§ YOUR TASK
Go through the listing and copy each line that has the string "PartialEq" in it.

§ SOURCE INFORMATION
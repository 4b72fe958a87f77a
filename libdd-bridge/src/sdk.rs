// Copyright 2021-Present Datadog, Inc. https://www.datadoghq.com/
// SPDX-License-Identifier: Apache-2.0

use std::collections::HashMap;

use anyhow::Context;
use libdd_bridge_attributes::{cast_attributes, AttributeMap, AttributeValue, HostValue};
use tracing::debug;

use crate::GlobalAttributes;

/// Intake site the native SDK should report to.
#[derive(Debug, Clone, Copy, PartialEq, Eq, Default)]
pub enum Site {
    #[default]
    Us,
    Eu,
    Gov,
}

impl From<&str> for Site {
    fn from(value: &str) -> Self {
        match value.to_lowercase().as_str() {
            "eu" => Site::Eu,
            "gov" => Site::Gov,
            _ => Site::Us,
        }
    }
}

#[derive(Debug, Clone, Copy, PartialEq, Eq, Default)]
pub enum TrackingConsent {
    #[default]
    Pending,
    Granted,
    NotGranted,
}

impl From<&str> for TrackingConsent {
    fn from(value: &str) -> Self {
        match value.to_lowercase().as_str() {
            "granted" => TrackingConsent::Granted,
            "not_granted" => TrackingConsent::NotGranted,
            _ => TrackingConsent::Pending,
        }
    }
}

/// SDK configuration exactly as the host runtime delivers it: required
/// credentials plus a loose bag of optional knobs.
#[derive(Debug, Clone, Default, PartialEq)]
pub struct DdSdkConfiguration {
    pub client_token: String,
    pub env: String,
    pub application_id: Option<String>,
    pub native_crash_report_enabled: Option<bool>,
    pub sample_rate: Option<f64>,
    pub site: Option<String>,
    pub tracking_consent: Option<String>,
    pub additional_config: Option<HashMap<String, HostValue>>,
}

impl DdSdkConfiguration {
    /// Parses the configuration map the host passes to `initialize`.
    pub fn from_host_map(mut map: HashMap<String, HostValue>) -> anyhow::Result<Self> {
        let client_token = take_string(&mut map, "clientToken")
            .context("configuration is missing a client token")?;
        let env = take_string(&mut map, "env").context("configuration is missing an env")?;
        let additional_config = match map.remove("additionalConfig") {
            Some(HostValue::Map(additional)) => Some(additional),
            _ => None,
        };
        Ok(Self {
            application_id: take_string(&mut map, "applicationId"),
            native_crash_report_enabled: take_bool(&mut map, "nativeCrashReportEnabled"),
            sample_rate: take_f64(&mut map, "sampleRate"),
            site: take_string(&mut map, "site"),
            tracking_consent: take_string(&mut map, "trackingConsent"),
            client_token,
            env,
            additional_config,
        })
    }
}

fn take_string(map: &mut HashMap<String, HostValue>, key: &str) -> Option<String> {
    match map.remove(key) {
        Some(HostValue::String(value)) => Some(value),
        _ => None,
    }
}

fn take_bool(map: &mut HashMap<String, HostValue>, key: &str) -> Option<bool> {
    match map.remove(key) {
        Some(HostValue::Number(number)) => number.as_i64().map(|value| value != 0),
        _ => None,
    }
}

fn take_f64(map: &mut HashMap<String, HostValue>, key: &str) -> Option<f64> {
    match map.remove(key) {
        Some(HostValue::Number(number)) => number.as_f64(),
        _ => None,
    }
}

/// Native-ready configuration produced by [`build_configuration`]: every
/// optional knob resolved to the value the native SDK will actually run with.
#[derive(Debug, Clone, PartialEq)]
pub struct SdkConfiguration {
    pub client_token: String,
    pub env: String,
    pub rum_application_id: Option<String>,
    pub sessions_sample_rate: f64,
    pub site: Site,
    pub tracking_consent: TrackingConsent,
    pub additional_config: AttributeMap,
}

/// Resolves the host-supplied configuration against the defaults: full
/// sampling, US site, pending consent.
pub fn build_configuration(configuration: &DdSdkConfiguration) -> SdkConfiguration {
    SdkConfiguration {
        client_token: configuration.client_token.clone(),
        env: configuration.env.clone(),
        rum_application_id: configuration.application_id.clone(),
        sessions_sample_rate: configuration.sample_rate.unwrap_or(100.0),
        site: configuration.site.as_deref().map(Site::from).unwrap_or_default(),
        tracking_consent: configuration
            .tracking_consent
            .as_deref()
            .map(TrackingConsent::from)
            .unwrap_or_default(),
        additional_config: cast_attributes(configuration.additional_config.clone().unwrap_or_default()),
    }
}

/// Feature-management surface of the native SDK.
pub trait NativeSdk {
    fn initialize(&self, configuration: SdkConfiguration);
    fn set_user_info(
        &self,
        id: Option<String>,
        name: Option<String>,
        email: Option<String>,
        extra_info: AttributeMap,
    );
    fn set_tracking_consent(&self, consent: TrackingConsent);
    /// Attaches one attribute to all future RUM events.
    fn add_rum_attribute(&self, key: &str, value: AttributeValue);
}

/// Bridges host-runtime SDK management calls onto the native SDK.
pub struct DdSdk<S: NativeSdk> {
    sdk: S,
    global_attributes: GlobalAttributes,
}

impl<S: NativeSdk> DdSdk<S> {
    pub fn new(sdk: S, global_attributes: GlobalAttributes) -> Self {
        Self {
            sdk,
            global_attributes,
        }
    }

    pub fn initialize(&self, configuration: DdSdkConfiguration) {
        let configuration = build_configuration(&configuration);
        debug!(
            sdk.env = %configuration.env,
            sdk.site = ?configuration.site,
            sdk.sample_rate = configuration.sessions_sample_rate,
            "Initializing native SDK"
        );
        self.sdk.initialize(configuration);
    }

    /// Sets the attributes attached to all future logs, spans and RUM
    /// events.
    pub fn set_attributes(&self, attributes: HashMap<String, HostValue>) {
        for (key, value) in cast_attributes(attributes) {
            self.sdk.add_rum_attribute(&key, value.clone());
            self.global_attributes.insert(key, value);
        }
    }

    /// Splits the user map into the identity fields the native SDK models
    /// explicitly; whatever remains travels as extra info.
    pub fn set_user(&self, user: HashMap<String, HostValue>) {
        let mut user = cast_attributes(user);
        let id = take_user_string(&mut user, "id");
        let name = take_user_string(&mut user, "name");
        let email = take_user_string(&mut user, "email");
        self.sdk.set_user_info(id, name, email, user);
    }

    pub fn set_tracking_consent(&self, consent: &str) {
        self.sdk.set_tracking_consent(TrackingConsent::from(consent));
    }
}

// The field is claimed even when it does not hold a string, mirroring the
// remove-then-downcast extraction the native bridge always performed.
fn take_user_string(attributes: &mut AttributeMap, key: &str) -> Option<String> {
    match attributes.remove(key)? {
        AttributeValue::String(value) => Some(value),
        AttributeValue::Encodable(any) => match any.value {
            HostValue::String(value) => Some(value),
            _ => None,
        },
        _ => None,
    }
}

#[cfg(test)]
mod tests {
    use super::*;
    use libdd_bridge_attributes::AnyEncodable;
    use std::cell::RefCell;
    use std::rc::Rc;

    #[derive(Debug, PartialEq)]
    enum Called {
        Initialize(SdkConfiguration),
        SetUserInfo {
            id: Option<String>,
            name: Option<String>,
            email: Option<String>,
            extra_info: AttributeMap,
        },
        SetTrackingConsent(TrackingConsent),
        AddRumAttribute { key: String, value: AttributeValue },
    }

    #[derive(Default)]
    struct RecordingSdk {
        calls: Rc<RefCell<Vec<Called>>>,
    }

    impl NativeSdk for RecordingSdk {
        fn initialize(&self, configuration: SdkConfiguration) {
            self.calls.borrow_mut().push(Called::Initialize(configuration));
        }

        fn set_user_info(
            &self,
            id: Option<String>,
            name: Option<String>,
            email: Option<String>,
            extra_info: AttributeMap,
        ) {
            self.calls.borrow_mut().push(Called::SetUserInfo {
                id,
                name,
                email,
                extra_info,
            });
        }

        fn set_tracking_consent(&self, consent: TrackingConsent) {
            self.calls.borrow_mut().push(Called::SetTrackingConsent(consent));
        }

        fn add_rum_attribute(&self, key: &str, value: AttributeValue) {
            self.calls.borrow_mut().push(Called::AddRumAttribute {
                key: key.to_string(),
                value,
            });
        }
    }

    fn recording_sdk() -> (DdSdk<RecordingSdk>, Rc<RefCell<Vec<Called>>>, GlobalAttributes) {
        let sdk = RecordingSdk::default();
        let calls = Rc::clone(&sdk.calls);
        let global_attributes = GlobalAttributes::default();
        (DdSdk::new(sdk, global_attributes.clone()), calls, global_attributes)
    }

    #[test]
    fn test_configuration_parses_from_a_host_map() {
        let configuration = DdSdkConfiguration::from_host_map(HashMap::from([
            ("clientToken".to_string(), "token".into()),
            ("env".to_string(), "prod".into()),
            ("applicationId".to_string(), "app-id".into()),
            ("nativeCrashReportEnabled".to_string(), true.into()),
            ("sampleRate".to_string(), 75.0.into()),
            ("site".to_string(), "eu".into()),
            ("trackingConsent".to_string(), "granted".into()),
            (
                "additionalConfig".to_string(),
                HostValue::Map(HashMap::from([("flavor".to_string(), "beta".into())])),
            ),
        ]))
        .unwrap();

        assert_eq!(configuration.client_token, "token");
        assert_eq!(configuration.env, "prod");
        assert_eq!(configuration.application_id.as_deref(), Some("app-id"));
        assert_eq!(configuration.native_crash_report_enabled, Some(true));
        assert_eq!(configuration.sample_rate, Some(75.0));
        assert_eq!(configuration.site.as_deref(), Some("eu"));
        assert_eq!(configuration.tracking_consent.as_deref(), Some("granted"));
        assert!(configuration.additional_config.is_some());
    }

    #[test]
    fn test_configuration_requires_client_token_and_env() {
        let error = DdSdkConfiguration::from_host_map(HashMap::from([(
            "env".to_string(),
            "prod".into(),
        )]))
        .unwrap_err();
        assert!(error.to_string().contains("client token"), "{error}");

        let error = DdSdkConfiguration::from_host_map(HashMap::from([(
            "clientToken".to_string(),
            "token".into(),
        )]))
        .unwrap_err();
        assert!(error.to_string().contains("env"), "{error}");
    }

    #[test]
    fn test_build_configuration_applies_defaults() {
        let configuration = build_configuration(&DdSdkConfiguration {
            client_token: "token".to_string(),
            env: "staging".to_string(),
            ..Default::default()
        });

        assert_eq!(configuration.sessions_sample_rate, 100.0);
        assert_eq!(configuration.site, Site::Us);
        assert_eq!(configuration.tracking_consent, TrackingConsent::Pending);
        assert!(configuration.rum_application_id.is_none());
        assert!(configuration.additional_config.is_empty());
    }

    #[test]
    fn test_site_and_consent_mappings_are_lenient() {
        assert_eq!(Site::from("EU"), Site::Eu);
        assert_eq!(Site::from("gov"), Site::Gov);
        assert_eq!(Site::from("mars"), Site::Us);
        assert_eq!(TrackingConsent::from("GRANTED"), TrackingConsent::Granted);
        assert_eq!(
            TrackingConsent::from("not_granted"),
            TrackingConsent::NotGranted
        );
        assert_eq!(TrackingConsent::from("whatever"), TrackingConsent::Pending);
    }

    #[test]
    fn test_set_user_splits_identity_from_extra_info() {
        let (sdk, calls, _global) = recording_sdk();

        sdk.set_user(HashMap::from([
            ("id".to_string(), "abc-123".into()),
            ("name".to_string(), "John Doe".into()),
            ("email".to_string(), "john@doe.com".into()),
            ("extra-info-1".to_string(), 123i64.into()),
            ("extra-info-2".to_string(), "abc".into()),
        ]));

        let calls = calls.borrow();
        let Called::SetUserInfo { id, name, email, extra_info } = &calls[0] else {
            panic!("unexpected call {:?}", calls[0]);
        };
        assert_eq!(id.as_deref(), Some("abc-123"));
        assert_eq!(name.as_deref(), Some("John Doe"));
        assert_eq!(email.as_deref(), Some("john@doe.com"));
        assert_eq!(extra_info.len(), 2);
        assert_eq!(
            extra_info.get("extra-info-1"),
            Some(&AttributeValue::Encodable(AnyEncodable::new(123i64)))
        );
    }

    #[test]
    fn test_set_user_claims_non_string_identity_fields_without_using_them() {
        let (sdk, calls, _global) = recording_sdk();

        sdk.set_user(HashMap::from([("id".to_string(), 41i64.into())]));

        let calls = calls.borrow();
        let Called::SetUserInfo { id, extra_info, .. } = &calls[0] else {
            panic!("unexpected call {:?}", calls[0]);
        };
        assert_eq!(id, &None);
        assert!(extra_info.is_empty());
    }

    #[test]
    fn test_set_attributes_updates_sink_and_global_set() {
        let (sdk, calls, global) = recording_sdk();

        sdk.set_attributes(HashMap::from([("team".to_string(), "mobile".into())]));

        assert_eq!(
            *calls.borrow(),
            vec![Called::AddRumAttribute {
                key: "team".to_string(),
                value: AttributeValue::Encodable(AnyEncodable::new("mobile")),
            }]
        );
        assert_eq!(
            global.snapshot().get("team"),
            Some(&AttributeValue::Encodable(AnyEncodable::new("mobile")))
        );
    }

    #[test]
    fn test_initialize_forwards_the_resolved_configuration() {
        let (sdk, calls, _global) = recording_sdk();

        sdk.initialize(DdSdkConfiguration {
            client_token: "token".to_string(),
            env: "prod".to_string(),
            application_id: Some("app-id".to_string()),
            sample_rate: Some(50.0),
            site: Some("gov".to_string()),
            tracking_consent: Some("not_granted".to_string()),
            ..Default::default()
        });

        let calls = calls.borrow();
        let Called::Initialize(configuration) = &calls[0] else {
            panic!("unexpected call {:?}", calls[0]);
        };
        assert_eq!(configuration.rum_application_id.as_deref(), Some("app-id"));
        assert_eq!(configuration.sessions_sample_rate, 50.0);
        assert_eq!(configuration.site, Site::Gov);
        assert_eq!(configuration.tracking_consent, TrackingConsent::NotGranted);
    }

    #[test]
    fn test_set_tracking_consent_maps_the_string() {
        let (sdk, calls, _global) = recording_sdk();

        sdk.set_tracking_consent("granted");

        assert_eq!(
            *calls.borrow(),
            vec![Called::SetTrackingConsent(TrackingConsent::Granted)]
        );
    }
}
// Copyright 2021-Present Datadog, Inc. https://www.datadoghq.com/
// SPDX-License-Identifier: Apache-2.0

use std::collections::HashMap;
use std::sync::Mutex;

use chrono::{DateTime, Utc};
use libdd_bridge_attributes::{cast_attributes, AttributeMap, AttributeValue, HostValue};
use tracing::debug;
use uuid::Uuid;

use crate::{datetime_from_millis, GlobalAttributes, MutexExt};

/// An open span owned by the native tracer.
pub trait NativeSpan {
    fn set_tag(&mut self, key: String, value: AttributeValue);
    fn finish(self, at: DateTime<Utc>);
}

/// Tracing sink of the native SDK.
pub trait NativeTracer {
    type Span: NativeSpan;

    fn start_span(
        &self,
        operation_name: &str,
        tags: AttributeMap,
        start_time: DateTime<Utc>,
    ) -> Self::Span;
}

/// Bridges host-runtime span calls onto the native tracer.
///
/// Open spans are keyed by a generated identifier handed back to the host.
/// Start and finish calls may arrive concurrently from any of the host's
/// threads; the registry mutex is the only guard they need. The registry is
/// owned here, by the component issuing the identifiers, never by
/// process-wide state.
pub struct DdTrace<T: NativeTracer> {
    tracer: T,
    global_attributes: GlobalAttributes,
    spans: Mutex<HashMap<String, T::Span>>,
}

impl<T: NativeTracer> DdTrace<T> {
    pub fn new(tracer: T, global_attributes: GlobalAttributes) -> Self {
        Self {
            tracer,
            global_attributes,
            spans: Mutex::new(HashMap::new()),
        }
    }

    /// Starts a native span and returns the identifier the host uses to
    /// finish it later.
    pub fn start_span(
        &self,
        operation: &str,
        context: HashMap<String, HostValue>,
        timestamp_ms: i64,
    ) -> String {
        let span_id = Uuid::new_v4().to_string();
        let mut tags = cast_attributes(context);
        self.global_attributes.merge_into(&mut tags);
        let span = self
            .tracer
            .start_span(operation, tags, datetime_from_millis(timestamp_ms));
        self.spans.lock_or_panic().insert(span_id.clone(), span);
        debug!(span.operation = operation, span.id = %span_id, "Started span");
        span_id
    }

    /// Finishes a previously started span. Unknown identifiers are a no-op:
    /// the host may deliver duplicate or late finish calls.
    pub fn finish_span(
        &self,
        span_id: &str,
        context: HashMap<String, HostValue>,
        timestamp_ms: i64,
    ) {
        let removed = self.spans.lock_or_panic().remove(span_id);
        let Some(mut span) = removed else {
            debug!(span.id = %span_id, "Ignoring finish for unknown span");
            return;
        };
        let mut tags = cast_attributes(context);
        self.global_attributes.merge_into(&mut tags);
        for (key, value) in tags {
            span.set_tag(key, value);
        }
        span.finish(datetime_from_millis(timestamp_ms));
    }

    /// Number of spans started but not yet finished.
    pub fn open_span_count(&self) -> usize {
        self.spans.lock_or_panic().len()
    }
}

§ WRITTEN RESPONSE
#[derive(Debug, Clone, Copy, PartialEq, Eq, Default)]
#[derive(Debug, Clone, Copy, PartialEq, Eq, Default)]
#[derive(Debug, Clone, Default, PartialEq)]
#[derive(Debug, Clone, PartialEq)]
    #[derive(Debug, PartialEq)]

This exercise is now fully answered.